Political Index Feature

From Mangochi with love

Listen to this article

The difference between the DPP’s vanquished misrule and the current experiment—for its too early days to call it anything else—is like day and night.

Back in the day of unabated plunder and neglect that was the DPP maladministration, there was no attempt at all to disguise the abuse of office and total disregard to tenets of the law and principles of representative democracy.

Thanks to the intoxicating power of excessive executive arrogance and corruption, the voice of reason vanished from the face of the government and ruling party—replaced by endless threats and insults.

It’s not just the people of Malawi –and their aspirations— that were shown the middle finger, though, sanity itself was attacked. Today, a new government that was voted into office—to send the clearest message that such actions are intolerable—is trying—to say the least—to govern differently.

There is still too much chaos, too much cluelessness and too much try-and-error in the new government, but the reality is, the new sheriffs, unlike their predecessors, are trying.

They are trying to be more responsive (ask the gender activists that were up in arms against the new president), they are trying to be too transparent and too accountable (you won’t believe it but I have journalist colleagues who are grumbling about too many press briefings and radio addresses by the President).

While the supporters of the president and the Vice-President routinely and habitually square off on social media and currently on the campaign trail in Karonga in the by-elections, the President and deputy are working hard to keep their relations cordial.

That, though, is a far cry to a government that we—through our protests, courts and votes—toppled in June. Of course, for our former lame duck leader now enjoying some forced retirement in Mangochi, that process means nothing.

The protests—to him remain political gamesmanship lacking legitimacy and bereft of genuine grievances; the court process (which his party is accused of attempting to twist through large bribes to judges) was and is—to him—a farce and a judicial coup, to borrow his fantastic diction of fantasy; and the subsequent vote was the “worst election” the country has ever organised, as it was marred by violence and intimidation.

If you had no idea how clueless Peter Mutharika is, and just how much he still lives in denial about what happened and how twisted he got it on the legacy of his presidency, the interviews he gave last week and a press briefing at his retirement home—purportedly to respond to overwhelming media pressure for him to speak on national and party matters by the media—but which we know was just Mutharika trying to regain some semblance of relevance as power slips both at national and party level—offered the answer.

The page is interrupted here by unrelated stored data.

impl CustodyLedger {
    /// Open the session's custody log, loading any existing events.
    ///
    /// A log file that exists but does not parse is an error: custody
    /// history is never silently discarded and restarted.
    pub fn open(session: &SessionContext) -> Result<Self> {
        let path = session.custody_log();
        let events = if path.is_file() {
            let content = std::fs::read_to_string(&path)
                .context(format!("Failed to read custody log {}", path.display()))?;
            serde_json::from_str(&content).context(format!(
                "Custody log {} is corrupt; refusing to overwrite custody history",
                path.display()
            ))?
        } else {
            Vec::new()
        };

        Ok(Self { path, events })
    }

    pub fn events(&self) -> &[CustodyEvent] {
        &self.events
    }

    /// Append one event and persist the log.
    ///
    /// Ordering rules enforced here: the first event for an evidence id must
    /// be COLLECTION, and a second COLLECTION for the same id is rejected as
    /// a data-integrity anomaly rather than overwritten.
    pub fn record(
        &mut self,
        evidence_id: &str,
        actor_id: &str,
        detail: CustodyEventDetail,
    ) -> Result<&CustodyEvent> {
        let existing: Vec<&CustodyEvent> = self
            .events
            .iter()
            .filter(|e| e.evidence_id == evidence_id)
            .collect();

        let is_collection = matches!(detail, CustodyEventDetail::Collection { .. });
        if existing.is_empty() && !is_collection {
            bail!(
                "first custody event for {} must be COLLECTION, got {}",
                evidence_id,
                detail.kind()
            );
        }
        if is_collection && existing.iter().any(|e| {
            matches!(e.detail, CustodyEventDetail::Collection { .. })
        }) {
            bail!(
                "evidence {} already has a COLLECTION event; a second one is a custody anomaly",
                evidence_id
            );
        }

        // Append time is the ordering authority; never go backwards even if
        // the wall clock does.
        let now = Utc::now().to_rfc3339();
        let timestamp = match existing.last().map(|e| e.timestamp.clone()) {
            Some(last) if last > now => last,
            _ => now,
        };

        let event = CustodyEvent {
            event_id: Uuid::new_v4().to_string(),
            evidence_id: evidence_id.to_string(),
            timestamp,
            actor_id: actor_id.to_string(),
            anchored: false,
            anchor_ref: None,
            detail,
        };

        info!(
            "Custody event {} recorded for {}",
            event.detail.kind(),
            evidence_id
        );
        let stored = self.events.len();
        self.events.push(event);
        self.save()?;
        Ok(&self.events[stored])
    }

    /// Local custody chain for one evidence id, in append order.
    pub fn chain(&self, evidence_id: &str) -> Vec<&CustodyEvent> {
        self.events
            .iter()
            .filter(|e| e.evidence_id == evidence_id)
            .collect()
    }

    /// The authoritative original hash: the one carried by the first (and
    /// only) COLLECTION event.
    pub fn original_hash(&self, evidence_id: &str) -> Option<&str> {
        self.events
            .iter()
            .filter(|e| e.evidence_id == evidence_id)
            .find_map(|e| match &e.detail {
                CustodyEventDetail::Collection { evidence_hash, .. } => {
                    Some(evidence_hash.as_str())
                }
                _ => None,
            })
    }

    /// Try to register the evidence with the remote anchor.
    ///
    /// On success the COLLECTION event is marked anchored and a
    /// LEDGER_REGISTRATION event is appended. On failure nothing is lost:
    /// the local log stands with `anchored: false` and reconciliation can
    /// catch up later.
    pub fn register_remote(
        &mut self,
        evidence_id: &str,
        actor_id: &str,
        anchor: &dyn LedgerAnchor,
        metadata: &RegistrationMetadata,
    ) -> Result<bool> {
        let Some(hash) = self.original_hash(evidence_id).map(String::from) else {
            bail!("evidence {} has no COLLECTION event to register", evidence_id);
        };

        match anchor.register_evidence(evidence_id, &hash, metadata) {
            Ok(receipt) => {
                for event in self
                    .events
                    .iter_mut()
                    .filter(|e| e.evidence_id == evidence_id)
                {
                    if matches!(event.detail, CustodyEventDetail::Collection { .. }) {
                        event.anchored = true;
                        event.anchor_ref = Some(receipt.transaction_ref.clone());
                    }
                }
                self.record(
                    evidence_id,
                    actor_id,
                    CustodyEventDetail::LedgerRegistration {
                        transaction_ref: receipt.transaction_ref,
                        block_ref: receipt.block_ref,
                    },
                )?;
                Ok(true)
            }
            Err(e) => {
                warn!(
                    "Remote registration of {} failed, local log stands unanchored: {}",
                    evidence_id, e
                );
                self.save()?;
                Ok(false)
            }
        }
    }

    /// Compare a current hash against the original COLLECTION hash and
    /// record a VERIFICATION event with the outcome.
    ///
    /// A FAIL verdict means the hashes differ; it is reported, never
    /// auto-corrected.
    pub fn verify_integrity(
        &mut self,
        evidence_id: &str,
        actor_id: &str,
        current_hash: &str,
        anchor: Option<&dyn LedgerAnchor>,
    ) -> Result<IntegrityVerdict> {
        let original_hash = self.original_hash(evidence_id).map(String::from);
        let verified = original_hash.as_deref() == Some(current_hash);

        let remote_verified = anchor.and_then(|a| match a.verify_hash(evidence_id, current_hash) {
            Ok(answer) => Some(answer),
            Err(e) => {
                warn!("Remote hash check for {} failed: {}", evidence_id, e);
                None
            }
        });

        self.record(
            evidence_id,
            actor_id,
            CustodyEventDetail::Verification {
                result: if verified {
                    VerificationResult::Pass
                } else {
                    VerificationResult::Fail
                },
                original_hash: original_hash.clone(),
                current_hash: current_hash.to_string(),
            },
        )?;

        Ok(IntegrityVerdict {
            verified,
            original_hash,
            current_hash: current_hash.to_string(),
            remote_verified,
        })
    }

    /// Cross-check local events against the remote anchor's view.
    ///
    /// A local event matches a remote one when the evidence id and kind
    /// agree and the timestamps fall within the reconciliation window.
    /// Matched local events are flagged anchored; unmatched local events and
    /// orphan remote events are reported, never altered or deleted.
    pub fn reconcile(
        &mut self,
        evidence_id: &str,
        remote_events: &[RemoteEvent],
    ) -> Result<ReconcileReport> {
        let mut report = ReconcileReport::default();
        let mut claimed = vec![false; remote_events.len()];

        for event in self
            .events
            .iter_mut()
            .filter(|e| e.evidence_id == evidence_id)
        {
            let matched = remote_events.iter().enumerate().find(|(i, remote)| {
                !claimed[*i]
                    && remote.evidence_id == event.evidence_id
                    && remote.kind == event.detail.kind()
                    && timestamps_close(&event.timestamp, &remote.timestamp)
            });

            match matched {
                Some((i, remote)) => {
                    claimed[i] = true;
                    event.anchored = true;
                    if event.anchor_ref.is_none() {
                        event.anchor_ref = remote.transaction_ref.clone();
                    }
                    report.matched += 1;
                }
                None => report.unmatched_local.push(event.event_id.clone()),
            }
        }

        for (i, remote) in remote_events.iter().enumerate() {
            if !claimed[i] && remote.evidence_id == evidence_id {
                report.orphan_remote.push(
                    remote
                        .transaction_ref
                        .clone()
                        .unwrap_or_else(|| remote.timestamp.clone()),
                );
            }
        }

        if !report.unmatched_local.is_empty() || !report.orphan_remote.is_empty() {
            warn!(
                "Reconciliation drift for {}: {} local unanchored, {} remote orphans",
                evidence_id,
                report.unmatched_local.len(),
                report.orphan_remote.len()
            );
        }

        self.save()?;
        Ok(report)
    }

    /// Derived counts over the whole trail.
    pub fn statistics(&self) -> CustodyStatistics {
        let mut events_by_kind: BTreeMap<String, usize> = BTreeMap::new();
        let mut evidence_ids = BTreeSet::new();
        let mut actors = BTreeSet::new();
        let mut anchored_events = 0;

        for event in &self.events {
            *events_by_kind
                .entry(event.detail.kind().to_string())
                .or_insert(0) += 1;
            evidence_ids.insert(event.evidence_id.clone());
            actors.insert(event.actor_id.clone());
            if event.anchored {
                anchored_events += 1;
            }
        }

        CustodyStatistics {
            total_events: self.events.len(),
            events_by_kind,
            evidence_ids,
            actors,
            anchored_events,
        }
    }

    fn save(&self) -> Result<()> {
        atomic_write_json(&self.events, &self.path)
    }
}
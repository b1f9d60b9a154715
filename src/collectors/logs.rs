use std::collections::BTreeMap;
#[cfg(unix)]
use std::path::Path;

use lazy_static::lazy_static;
use regex::Regex;
use serde_json::{json, Value};

use crate::collectors::report::ReportBuilder;
use crate::collectors::{CollectorContext, EvidenceCollector};
use crate::models::{CollectionResult, Domain};

lazy_static! {
    static ref ACCEPTED_LOGIN: Regex = Regex::new(r"(?i)accepted \w+ for (\S+) from (\S+)").unwrap();
    static ref FAILED_LOGIN: Regex = Regex::new(r"(?i)failed password for (?:invalid user )?(\S+) from (\S+)").unwrap();
    static ref BREAK_IN: Regex = Regex::new(r"(?i)possible break-in attempt|invalid user").unwrap();
    static ref SUDO_COMMAND: Regex = Regex::new(r"sudo:\s+(\S+).*COMMAND=(.+)$").unwrap();
    static ref SOURCE_ADDR: Regex = Regex::new(r"from (\d{1,3}(?:\.\d{1,3}){3})").unwrap();
}

/// Collector for log evidence: authentication events, login history,
/// scheduled tasks and log inventory, plus timeline-tooling capability when
/// the advanced tier is enabled.
pub struct LogCollector;

impl LogCollector {
    pub fn new() -> Self {
        Self
    }
}

impl Default for LogCollector {
    fn default() -> Self {
        Self::new()
    }
}

impl EvidenceCollector for LogCollector {
    fn domain(&self) -> Domain {
        Domain::Log
    }

    fn execute(&mut self, ctx: &CollectorContext) -> CollectionResult {
        let mut report = ReportBuilder::new(Domain::Log);

        report.log_command("log path inventory", "Check configured log files for presence");
        let inventory = log_inventory(&ctx.config.log_paths);
        report.record("log_inventory", |_| Ok(inventory));

        #[cfg(unix)]
        self.execute_unix(ctx, &mut report);

        #[cfg(windows)]
        self.execute_windows(ctx, &mut report);

        if ctx.advanced_enabled {
            report.record_gated(
                ctx.probe,
                "log2timeline",
                "timeline_analysis",
                |_, descriptor| {
                    Ok(json!({
                        "log2timeline_path": descriptor.resolved_path,
                        "note": "super-timeline generation available; requires an output storage path",
                    }))
                },
            );
        }

        report.finish(ctx.session)
    }
}

impl LogCollector {
    #[cfg(unix)]
    fn execute_unix(&self, ctx: &CollectorContext, report: &mut ReportBuilder) {
        let auth_log = ctx
            .config
            .log_paths
            .iter()
            .find(|p| Path::new(p).is_file() && (p.contains("auth") || p.contains("secure")))
            .cloned();

        report.record("auth_events", |r| {
            let Some(path) = auth_log.as_deref() else {
                return Ok(json!({
                    "note": "no readable authentication log among configured paths",
                    "successful_logins": [],
                    "failed_attempts": [],
                    "suspicious_activity": [],
                }));
            };
            let out = r.run_command(
                ctx.runner,
                "tail",
                &["-n", "200", path],
                "Read the tail of the authentication log",
            );
            Ok(classify_auth_lines(&out.stdout))
        });

        report.record("ssh_attempts", |r| {
            let Some(path) = auth_log.as_deref() else {
                return Ok(json!({ "sources": {} }));
            };
            let out = r.run_command(
                ctx.runner,
                "tail",
                &["-n", "200", path],
                "Count SSH attempt sources from the authentication log",
            );
            Ok(ssh_attempt_sources(&out.stdout))
        });

        report.record("sudo_commands", |r| {
            let Some(path) = auth_log.as_deref() else {
                return Ok(json!({ "commands": [] }));
            };
            let out = r.run_command(
                ctx.runner,
                "tail",
                &["-n", "200", path],
                "Extract sudo command invocations",
            );
            Ok(sudo_commands(&out.stdout))
        });

        report.record("recent_logins", |r| {
            let out = r.run_command(ctx.runner, "last", &["-n", "50"], "Show recent logins");
            Ok(out.as_finding())
        });

        report.record("failed_logins", |r| {
            let out = r.run_command(
                ctx.runner,
                "lastb",
                &["-n", "50"],
                "Show recent failed logins",
            );
            Ok(out.as_finding())
        });

        report.record("cron_jobs", |r| {
            let out = r.run_command(
                ctx.runner,
                "crontab",
                &["-l"],
                "List the current user's scheduled jobs",
            );
            let system_cron = list_directory("/etc/cron.d");
            Ok(json!({
                "user_crontab": out.stdout_lines(),
                "system_cron_entries": system_cron,
            }))
        });
    }

    #[cfg(windows)]
    fn execute_windows(&self, ctx: &CollectorContext, report: &mut ReportBuilder) {
        for (finding, channel) in [
            ("security_events", "Security"),
            ("system_events", "System"),
            ("application_events", "Application"),
        ] {
            report.record(finding, |r| {
                let out = r.run_command(
                    ctx.runner,
                    "wevtutil",
                    &["qe", channel, "/c:50", "/rd:true", "/f:text"],
                    "Query recent Windows event log entries",
                );
                Ok(out.as_finding())
            });
        }
    }
}

/// Presence and size of every configured log path.
fn log_inventory(paths: &[String]) -> Value {
    let entries: Vec<Value> = paths
        .iter()
        .map(|path| {
            let metadata = std::fs::metadata(path).ok();
            json!({
                "path": path,
                "present": metadata.is_some(),
                "size": metadata.map(|m| m.len()),
            })
        })
        .collect();
    json!({ "paths": entries })
}

/// Classify authentication log lines into the buckets investigators look at
/// first.
fn classify_auth_lines(text: &str) -> Value {
    let mut successful = Vec::new();
    let mut failed = Vec::new();
    let mut suspicious = Vec::new();

    for line in text.lines() {
        if ACCEPTED_LOGIN.is_match(line) {
            successful.push(line.trim().to_string());
        } else if FAILED_LOGIN.is_match(line) {
            failed.push(line.trim().to_string());
        } else if BREAK_IN.is_match(line) {
            suspicious.push(line.trim().to_string());
        }
    }

    json!({
        "successful_logins": successful,
        "failed_attempts": failed,
        "suspicious_activity": suspicious,
    })
}

/// Count failed-attempt source addresses, ordered for stable serialization.
fn ssh_attempt_sources(text: &str) -> Value {
    let mut sources: BTreeMap<String, u64> = BTreeMap::new();

    for line in text.lines() {
        if FAILED_LOGIN.is_match(line) {
            if let Some(caps) = SOURCE_ADDR.captures(line) {
                *sources.entry(caps[1].to_string()).or_insert(0) += 1;
            }
        }
    }

    json!({ "sources": sources })
}

fn sudo_commands(text: &str) -> Value {
    let commands: Vec<Value> = text
        .lines()
        .filter_map(|line| {
            SUDO_COMMAND.captures(line).map(|caps| {
                json!({
                    "user": caps[1].to_string(),
                    "command": caps[2].trim().to_string(),
                })
            })
        })
        .collect();
    json!({ "commands": commands })
}

#[cfg(unix)]
fn list_directory(path: &str) -> Vec<String> {
    std::fs::read_dir(path)
        .map(|entries| {
            let mut names: Vec<String> = entries
                .filter_map(|e| e.ok())
                .map(|e| e.file_name().to_string_lossy().to_string())
                .collect();
            names.sort();
            names
        })
        .unwrap_or_default()
}

#[cfg(test)]
mod tests {
    use super::*;

    const SAMPLE_AUTH_LOG: &str = "\
Jan 10 10:00:01 host sshd[100]: Accepted publickey for alice from 10.0.0.2 port 5000 ssh2
Jan 10 10:00:05 host sshd[101]: Failed password for root from 203.0.113.9 port 40000 ssh2
Jan 10 10:00:06 host sshd[102]: Failed password for invalid user admin from 203.0.113.9 port 40001 ssh2
Jan 10 10:00:09 host sshd[103]: Failed password for bob from 198.51.100.7 port 41000 ssh2
Jan 10 10:01:00 host sudo:    alice : TTY=pts/0 ; PWD=/home/alice ; USER=root ; COMMAND=/usr/bin/cat /etc/shadow
Jan 10 10:02:00 host sshd[104]: Invalid user oracle from 203.0.113.9";

    #[test]
    fn test_classify_auth_lines() {
        let classified = classify_auth_lines(SAMPLE_AUTH_LOG);
        assert_eq!(classified["successful_logins"].as_array().unwrap().len(), 1);
        assert_eq!(classified["failed_attempts"].as_array().unwrap().len(), 3);
        assert_eq!(classified["suspicious_activity"].as_array().unwrap().len(), 1);
    }

    #[test]
    fn test_ssh_attempt_sources_counted() {
        let sources = ssh_attempt_sources(SAMPLE_AUTH_LOG);
        assert_eq!(sources["sources"]["203.0.113.9"], 2);
        assert_eq!(sources["sources"]["198.51.100.7"], 1);
    }

    #[test]
    fn test_sudo_commands_extracted() {
        let commands = sudo_commands(SAMPLE_AUTH_LOG);
        let list = commands["commands"].as_array().unwrap();
        assert_eq!(list.len(), 1);
        assert_eq!(list[0]["user"], "alice");
        assert!(list[0]["command"].as_str().unwrap().contains("/etc/shadow"));
    }

    #[test]
    fn test_log_inventory_marks_missing() {
        let inventory = log_inventory(&["/nonexistent/auth.log".to_string()]);
        let entry = &inventory["paths"][0];
        assert_eq!(entry["present"], false);
        assert!(entry["size"].is_null());
    }

    #[test]
    fn test_classify_empty_input() {
        let classified = classify_auth_lines("");
        assert!(classified["failed_attempts"].as_array().unwrap().is_empty());
    }
}
//! In-memory data source shared by exporter tests.

#![allow(clippy::unwrap_used)]
#![allow(clippy::expect_used)]
#![allow(clippy::panic)]
#![allow(dead_code)]

use std::sync::atomic::{AtomicUsize, Ordering};

use async_trait::async_trait;

use strichliste_core::aggregate::RawCountRow;
use strichliste_core::error::{ExporterError, Result};
use strichliste_exporter::config::{self, EnvOverrides, ExporterConfig};
use strichliste_exporter::source::{BankStat, DataSource};

#[derive(Debug, Clone, Copy)]
pub enum Fail {
    Connection,
    Query,
}

impl Fail {
    fn err(self) -> ExporterError {
        match self {
            Fail::Connection => ExporterError::Connection("refused".into()),
            Fail::Query => ExporterError::Query("syntax".into()),
        }
    }
}

#[derive(Default)]
pub struct FakeSource {
    pub rows: Vec<RawCountRow>,
    pub turnover: i64,
    pub charges: i64,
    pub fail_rows: Option<Fail>,
    pub fail_bank: Option<(BankStat, Fail)>,
    pub bank_calls: AtomicUsize,
}

impl FakeSource {
    pub fn bank_calls(&self) -> usize {
        self.bank_calls.load(Ordering::Relaxed)
    }
}

#[async_trait]
impl DataSource for FakeSource {
    async fn article_counts(&self) -> Result<Vec<RawCountRow>> {
        match self.fail_rows {
            Some(f) => Err(f.err()),
            None => Ok(self.rows.clone()),
        }
    }

    async fn bank_sum(&self, stat: BankStat) -> Result<i64> {
        self.bank_calls.fetch_add(1, Ordering::Relaxed);
        if let Some((s, f)) = self.fail_bank {
            if s == stat {
                return Err(f.err());
            }
        }
        Ok(match stat {
            BankStat::Turnover => self.turnover,
            BankStat::Charges => self.charges,
        })
    }
}

pub const COFFEE_CONFIG: &str = r#"
db: "mysql://exporter@localhost/strichliste"
metrics_groups:
  drinks:
    - { name: "Coffee", article: "coffee", category: "hot", factor: 1.5 }
"#;

pub fn coffee_config() -> ExporterConfig {
    config::load_from_str(COFFEE_CONFIG, &EnvOverrides::default()).expect("config must parse")
}

pub fn coffee_source() -> FakeSource {
    FakeSource {
        rows: vec![RawCountRow::new("coffee", 3), RawCountRow::new("tea", 2)],
        turnover: -40,
        charges: 60,
        ..Default::default()
    }
}
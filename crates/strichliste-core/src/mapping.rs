//! Article mapping table.
//!
//! Compiles the configured `group -> [definition]` structure into a flat
//! lookup keyed by article name. The table is built once at startup and only
//! read afterwards, so it can be shared behind an `Arc` without locking.

use std::collections::{BTreeMap, HashMap};

use serde::Deserialize;

/// One configured metric: which article it matches and how it is labeled.
#[derive(Debug, Clone, PartialEq, Deserialize)]
#[serde(deny_unknown_fields)]
pub struct MetricDefinition {
    /// Display name, rendered as the `name` label.
    pub name: String,
    /// Article name as stored in the database; the lookup key.
    pub article: String,
    pub category: String,
    /// Multiplier applied to the raw transaction count.
    pub factor: f64,
}

/// Group name -> ordered definitions. Ordered map so construction is repeatable.
pub type MetricGroups = BTreeMap<String, Vec<MetricDefinition>>;

/// A definition together with the group it was configured under.
#[derive(Debug, Clone, PartialEq)]
pub struct MappedMetric {
    pub definition: MetricDefinition,
    pub group: String,
}

/// An article configured more than once. The later definition wins.
#[derive(Debug, Clone, PartialEq, Eq)]
pub struct Collision {
    pub article: String,
    pub replaced_group: String,
    pub winning_group: String,
}

#[derive(Debug, Default, Clone)]
pub struct MappingTable {
    entries: HashMap<String, MappedMetric>,
    collisions: Vec<Collision>,
}

impl MappingTable {
    /// Build the table, iterating groups in key order and definitions in list order.
    pub fn from_groups(groups: &MetricGroups) -> Self {
        let mut entries: HashMap<String, MappedMetric> = HashMap::new();
        let mut collisions = Vec::new();

        for (group, definitions) in groups {
            for def in definitions {
                let mapped = MappedMetric {
                    definition: def.clone(),
                    group: group.clone(),
                };
                if let Some(prev) = entries.insert(def.article.clone(), mapped) {
                    tracing::warn!(
                        article = %def.article,
                        replaced_group = %prev.group,
                        winning_group = %group,
                        "article configured more than once; later definition wins"
                    );
                    collisions.push(Collision {
                        article: def.article.clone(),
                        replaced_group: prev.group,
                        winning_group: group.clone(),
                    });
                }
            }
        }

        Self { entries, collisions }
    }

    pub fn get(&self, article: &str) -> Option<&MappedMetric> {
        self.entries.get(article)
    }

    pub fn len(&self) -> usize {
        self.entries.len()
    }

    pub fn is_empty(&self) -> bool {
        self.entries.is_empty()
    }

    /// Overwritten definitions, in the order they were encountered.
    pub fn collisions(&self) -> &[Collision] {
        &self.collisions
    }
}
//! Axum router wiring.
//!
//! Exposes a single `/metrics` route.

use axum::{routing::get, Router};

use crate::{app_state::AppState, ops};

pub fn build_router(state: AppState) -> Router {
    Router::new()
        .route("/metrics", get(ops::metrics))
        .with_state(state)
}
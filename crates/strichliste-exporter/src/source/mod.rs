//! Data source seam.
//!
//! The scrape path only sees `DataSource`; the MySQL implementation lives in
//! `mysql`, and tests plug in in-memory sources.

pub mod mysql;

use async_trait::async_trait;

use strichliste_core::aggregate::{RawCountRow, CHARGES, TURNOVER};
use strichliste_core::error::Result;

pub use mysql::MySqlSource;

/// The two signed amount sums reported next to the article counters.
#[derive(Debug, Clone, Copy, PartialEq, Eq)]
pub enum BankStat {
    /// Sum of negative amounts.
    Turnover,
    /// Sum of positive amounts.
    Charges,
}

impl BankStat {
    pub fn as_str(self) -> &'static str {
        match self {
            BankStat::Turnover => TURNOVER,
            BankStat::Charges => CHARGES,
        }
    }
}

#[async_trait]
pub trait DataSource: Send + Sync {
    /// Transaction count per article over all non-deleted transactions.
    async fn article_counts(&self) -> Result<Vec<RawCountRow>>;

    /// One bank sum. `NULL` sums (no matching rows) are reported as 0.
    async fn bank_sum(&self, stat: BankStat) -> Result<i64>;
}
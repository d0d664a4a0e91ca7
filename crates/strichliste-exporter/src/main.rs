//! strichliste exporter
//!
//! - Load YAML config from `$CONFIG` (`$DB` overrides the database URL)
//! - Open and ping the database; any startup failure exits the process
//! - Serve `GET /metrics`

use std::sync::Arc;

use tracing_subscriber::{fmt, EnvFilter};

use strichliste_core::error::{ExporterError, Result};
use strichliste_exporter::config::EnvOverrides;
use strichliste_exporter::{app_state, config, router, source::MySqlSource};

#[tokio::main]
async fn main() {
    fmt().with_env_filter(EnvFilter::from_default_env()).init();

    if let Err(e) = run().await {
        tracing::error!(error = %e, "strichliste-exporter failed");
        std::process::exit(1);
    }
}

async fn run() -> Result<()> {
    let path = config::config_path();
    let cfg = config::load_from_file(&path, &EnvOverrides::from_env())?;
    tracing::info!(config = %path, "config loaded");

    let listen = cfg.exporter.listen_addr()?;
    let source = MySqlSource::connect(&cfg).await?;

    let state = app_state::AppState::new(&cfg, Arc::new(source))?;
    let app = router::build_router(state);

    tracing::info!(%listen, "strichliste-exporter starting");
    let listener = tokio::net::TcpListener::bind(listen)
        .await
        .map_err(|e| ExporterError::Internal(format!("bind {listen} failed: {e}")))?;

    axum::serve(listener, app)
        .await
        .map_err(|e| ExporterError::Internal(format!("server failed: {e}")))
}
//! Shared error type across strichliste crates.

use thiserror::Error;

/// Shared result type.
pub type Result<T> = std::result::Result<T, ExporterError>;

/// Unified error type used by core and exporter.
#[derive(Debug, Error)]
pub enum ExporterError {
    /// Could not obtain a database connection (including acquire timeouts).
    #[error("connection error: {0}")]
    Connection(String),
    /// A query failed or ran past its deadline.
    #[error("query error: {0}")]
    Query(String),
    /// Configuration could not be read or failed validation.
    #[error("config error: {0}")]
    Config(String),
    #[error("internal: {0}")]
    Internal(String),
}

impl ExporterError {
    /// Label value for the `error{msg="..."}` metric emitted when a scrape fails.
    pub fn scrape_msg(&self) -> &'static str {
        match self {
            ExporterError::Connection(_) => "connection error",
            ExporterError::Query(_) => "query error",
            ExporterError::Config(_) | ExporterError::Internal(_) => "internal error",
        }
    }
}
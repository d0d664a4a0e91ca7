//! Exporter config loader (strict parsing).
//!
//! The file path comes from `CONFIG`; `DB` overrides the connection string
//! from the file. Overrides are applied before validation.

pub mod schema;

use std::fs;

use strichliste_core::error::{ExporterError, Result};

pub use schema::{ExporterConfig, ExporterSection};

pub const CONFIG_ENV: &str = "CONFIG";
pub const DB_ENV: &str = "DB";
pub const DEFAULT_CONFIG_PATH: &str = "/etc/strichliste_exporter/config.yml";

/// Values taken from the process environment that take precedence over the file.
#[derive(Debug, Clone, Default)]
pub struct EnvOverrides {
    pub db: Option<String>,
}

impl EnvOverrides {
    pub fn from_env() -> Self {
        Self {
            db: std::env::var(DB_ENV).ok(),
        }
    }
}

pub fn config_path() -> String {
    std::env::var(CONFIG_ENV).unwrap_or_else(|_| DEFAULT_CONFIG_PATH.to_string())
}

pub fn load_from_file(path: &str, overrides: &EnvOverrides) -> Result<ExporterConfig> {
    let s = fs::read_to_string(path)
        .map_err(|e| ExporterError::Config(format!("read config {path} failed: {e}")))?;
    load_from_str(&s, overrides)
}

pub fn load_from_str(s: &str, overrides: &EnvOverrides) -> Result<ExporterConfig> {
    let mut cfg: ExporterConfig = serde_yaml::from_str(s)
        .map_err(|e| ExporterError::Config(format!("invalid yaml: {e}")))?;
    if let Some(db) = &overrides.db {
        cfg.db = db.clone();
    }
    cfg.validate()?;
    Ok(cfg)
}
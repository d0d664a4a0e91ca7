//! strichliste core: article mapping, snapshot aggregation, and text exposition.
//!
//! This crate turns per-article transaction counts into a labeled metrics
//! snapshot. It carries no database, HTTP, or runtime dependencies so the
//! aggregation rules can be exercised in isolation and reused by the exporter.
//!
//! # Defensive guarantees
//! Panics, `unwrap`, and `expect` are compile-denied here
//! (`#![deny(clippy::panic, clippy::unwrap_used, clippy::expect_used)]`).
//! All fallible paths surface as `ExporterError`/`Result`.

#![deny(clippy::unwrap_used)]
#![deny(clippy::expect_used)]
#![deny(clippy::panic)]

pub mod aggregate;
pub mod error;
pub mod exposition;
pub mod mapping;

/// Shared result type.
pub use error::{ExporterError, Result};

That Mutharika finally sees the sense of holding a press briefing and ostensibly promotes media freedom when his time in power was a rejection of the very notion of a government accountable to the public through the press, offers further irony.

It also signals a remarkable turnaround. A turnaround that is informed by desperation and not genuine realisation of previous erratic behavior. On the other hand, Mutharika’s desperation is informed by the fact that with power gone, he no longer has MBC to do his propaganda and former loyalists are increasingly becoming rebellious. 

He is all on his own. In the sand.

But even the proverbial ostrich can’t bury its head in the sand in light of Omni-present danger. For Mutharika, he had to come out of the cocoon to remain politically relevant and try to avert the inevitable fall from political grace, an event that looks both natural and eminent, considering his dwindling political fortunes and advancing age.

But Mutharika can’t read the writing on the wall. Such ambivalence to reality is what brought us that nightmarish presidency.  

Yet, we, the people, know better and will never forget. No amount of public relations operations will ever erase memories of a helpless, incompetent, negligent and ultimately cruel administration that turned a blind eye to Malawians plight while it filled its pocket with filthy riches.

Or will we?

Lazarus Chakwera and co, too, better be warned that Malawians know better when a regime change course and when corruption overwhelms a leadership.

Today, there are good signs and bad ones but Malawians are giving the new administration some benefit of doubt. But that goodwill is not infinite. The stench of corruption, more than anything else, is what breaks the bonds of patience and turns these elusively meek people into the lions that roared in that long winter of discontent and finally mauled the kleptocracy.